Stored items:
* * *

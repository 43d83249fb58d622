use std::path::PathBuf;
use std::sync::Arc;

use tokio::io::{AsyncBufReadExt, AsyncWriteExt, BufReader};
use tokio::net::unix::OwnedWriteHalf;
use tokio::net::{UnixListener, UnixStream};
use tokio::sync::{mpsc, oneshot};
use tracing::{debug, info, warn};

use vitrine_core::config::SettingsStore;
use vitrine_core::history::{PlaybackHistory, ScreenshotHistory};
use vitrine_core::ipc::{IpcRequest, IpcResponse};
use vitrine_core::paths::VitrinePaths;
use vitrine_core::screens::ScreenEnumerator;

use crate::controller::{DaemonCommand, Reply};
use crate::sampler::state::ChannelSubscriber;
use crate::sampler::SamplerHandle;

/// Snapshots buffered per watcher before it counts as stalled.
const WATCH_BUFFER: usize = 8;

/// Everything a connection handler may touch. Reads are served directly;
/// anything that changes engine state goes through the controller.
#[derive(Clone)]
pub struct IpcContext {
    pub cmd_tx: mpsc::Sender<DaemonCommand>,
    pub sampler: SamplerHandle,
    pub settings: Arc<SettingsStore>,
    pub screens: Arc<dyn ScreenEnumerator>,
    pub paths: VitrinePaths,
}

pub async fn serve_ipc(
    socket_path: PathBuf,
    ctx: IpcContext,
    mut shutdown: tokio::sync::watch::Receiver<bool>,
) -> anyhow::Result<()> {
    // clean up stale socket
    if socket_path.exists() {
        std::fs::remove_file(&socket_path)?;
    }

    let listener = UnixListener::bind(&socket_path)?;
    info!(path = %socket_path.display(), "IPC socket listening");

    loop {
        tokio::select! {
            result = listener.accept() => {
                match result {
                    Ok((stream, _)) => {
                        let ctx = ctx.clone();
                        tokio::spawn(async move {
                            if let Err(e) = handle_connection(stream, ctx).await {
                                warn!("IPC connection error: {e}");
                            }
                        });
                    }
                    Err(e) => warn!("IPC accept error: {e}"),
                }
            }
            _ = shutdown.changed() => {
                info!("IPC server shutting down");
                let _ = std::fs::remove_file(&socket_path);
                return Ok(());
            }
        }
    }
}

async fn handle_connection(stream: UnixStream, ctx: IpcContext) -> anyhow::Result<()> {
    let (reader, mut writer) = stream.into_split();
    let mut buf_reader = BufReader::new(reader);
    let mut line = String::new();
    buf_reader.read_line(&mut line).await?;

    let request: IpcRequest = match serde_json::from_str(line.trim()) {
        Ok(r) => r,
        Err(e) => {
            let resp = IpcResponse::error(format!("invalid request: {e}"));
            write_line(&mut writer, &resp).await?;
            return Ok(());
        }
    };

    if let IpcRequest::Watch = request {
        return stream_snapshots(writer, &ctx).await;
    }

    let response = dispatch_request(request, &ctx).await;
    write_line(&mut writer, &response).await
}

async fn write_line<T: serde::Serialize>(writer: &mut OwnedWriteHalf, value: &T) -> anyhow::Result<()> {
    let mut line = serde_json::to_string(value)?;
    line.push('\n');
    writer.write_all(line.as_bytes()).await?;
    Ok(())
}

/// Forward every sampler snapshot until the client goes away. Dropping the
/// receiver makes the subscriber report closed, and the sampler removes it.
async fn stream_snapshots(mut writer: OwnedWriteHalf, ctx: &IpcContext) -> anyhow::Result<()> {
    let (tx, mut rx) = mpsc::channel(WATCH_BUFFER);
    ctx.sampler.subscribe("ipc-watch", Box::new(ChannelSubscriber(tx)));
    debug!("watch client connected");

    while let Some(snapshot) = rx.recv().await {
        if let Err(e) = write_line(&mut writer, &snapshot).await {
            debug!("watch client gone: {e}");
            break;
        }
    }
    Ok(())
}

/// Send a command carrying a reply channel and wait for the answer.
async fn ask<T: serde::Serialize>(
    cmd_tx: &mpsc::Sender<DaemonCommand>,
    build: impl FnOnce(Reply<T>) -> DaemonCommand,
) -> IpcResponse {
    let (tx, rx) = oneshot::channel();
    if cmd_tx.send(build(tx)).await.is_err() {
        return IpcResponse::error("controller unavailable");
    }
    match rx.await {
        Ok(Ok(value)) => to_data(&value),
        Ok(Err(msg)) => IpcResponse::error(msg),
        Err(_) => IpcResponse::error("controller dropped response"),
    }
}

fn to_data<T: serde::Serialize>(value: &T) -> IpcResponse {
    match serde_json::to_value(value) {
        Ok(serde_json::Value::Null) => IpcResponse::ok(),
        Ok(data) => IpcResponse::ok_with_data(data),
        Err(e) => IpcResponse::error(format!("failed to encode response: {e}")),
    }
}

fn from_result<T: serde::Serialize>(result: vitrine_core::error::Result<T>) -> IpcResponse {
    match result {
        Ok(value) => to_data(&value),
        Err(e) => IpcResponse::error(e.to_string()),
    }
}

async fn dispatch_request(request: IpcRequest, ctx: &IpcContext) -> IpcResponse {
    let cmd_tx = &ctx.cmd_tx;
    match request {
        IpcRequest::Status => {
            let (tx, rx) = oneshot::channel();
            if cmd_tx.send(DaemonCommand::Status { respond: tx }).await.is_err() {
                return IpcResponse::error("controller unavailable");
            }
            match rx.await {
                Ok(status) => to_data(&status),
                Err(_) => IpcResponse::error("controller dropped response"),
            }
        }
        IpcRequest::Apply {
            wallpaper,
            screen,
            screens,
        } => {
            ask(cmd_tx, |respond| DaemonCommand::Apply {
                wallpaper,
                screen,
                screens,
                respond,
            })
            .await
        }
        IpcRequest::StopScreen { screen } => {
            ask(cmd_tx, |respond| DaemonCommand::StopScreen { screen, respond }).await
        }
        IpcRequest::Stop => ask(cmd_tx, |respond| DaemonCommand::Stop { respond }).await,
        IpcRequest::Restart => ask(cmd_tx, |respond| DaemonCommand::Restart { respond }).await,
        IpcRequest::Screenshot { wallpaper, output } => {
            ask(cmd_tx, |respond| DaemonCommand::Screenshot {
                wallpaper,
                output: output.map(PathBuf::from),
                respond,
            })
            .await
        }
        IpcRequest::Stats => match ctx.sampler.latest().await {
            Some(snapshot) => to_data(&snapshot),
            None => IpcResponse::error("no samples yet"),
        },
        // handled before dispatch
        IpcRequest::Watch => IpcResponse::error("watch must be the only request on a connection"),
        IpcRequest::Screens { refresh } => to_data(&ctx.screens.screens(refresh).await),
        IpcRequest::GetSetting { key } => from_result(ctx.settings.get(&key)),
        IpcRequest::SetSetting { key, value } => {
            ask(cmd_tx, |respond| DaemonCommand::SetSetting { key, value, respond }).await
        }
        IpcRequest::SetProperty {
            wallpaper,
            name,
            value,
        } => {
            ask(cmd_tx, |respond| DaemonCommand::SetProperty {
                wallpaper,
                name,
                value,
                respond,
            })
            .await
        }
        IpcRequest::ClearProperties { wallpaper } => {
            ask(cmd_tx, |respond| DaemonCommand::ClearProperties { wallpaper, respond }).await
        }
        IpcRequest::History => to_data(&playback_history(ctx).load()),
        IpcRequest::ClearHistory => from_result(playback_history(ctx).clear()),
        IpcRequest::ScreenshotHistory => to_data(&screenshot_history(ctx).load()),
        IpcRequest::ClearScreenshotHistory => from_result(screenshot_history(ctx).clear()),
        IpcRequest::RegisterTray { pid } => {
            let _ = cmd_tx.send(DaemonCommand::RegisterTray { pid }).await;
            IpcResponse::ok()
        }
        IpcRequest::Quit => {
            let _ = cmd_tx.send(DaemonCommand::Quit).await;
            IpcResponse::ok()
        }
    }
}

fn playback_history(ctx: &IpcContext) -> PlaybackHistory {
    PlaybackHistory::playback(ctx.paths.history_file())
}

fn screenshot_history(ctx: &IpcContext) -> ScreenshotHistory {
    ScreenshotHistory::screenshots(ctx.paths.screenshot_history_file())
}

* * *

Gather each line of the records holding the string "StopScreen".

        IpcRequest::StopScreen { screen } => {
            ask(cmd_tx, |respond| DaemonCommand::StopScreen { screen, respond }).await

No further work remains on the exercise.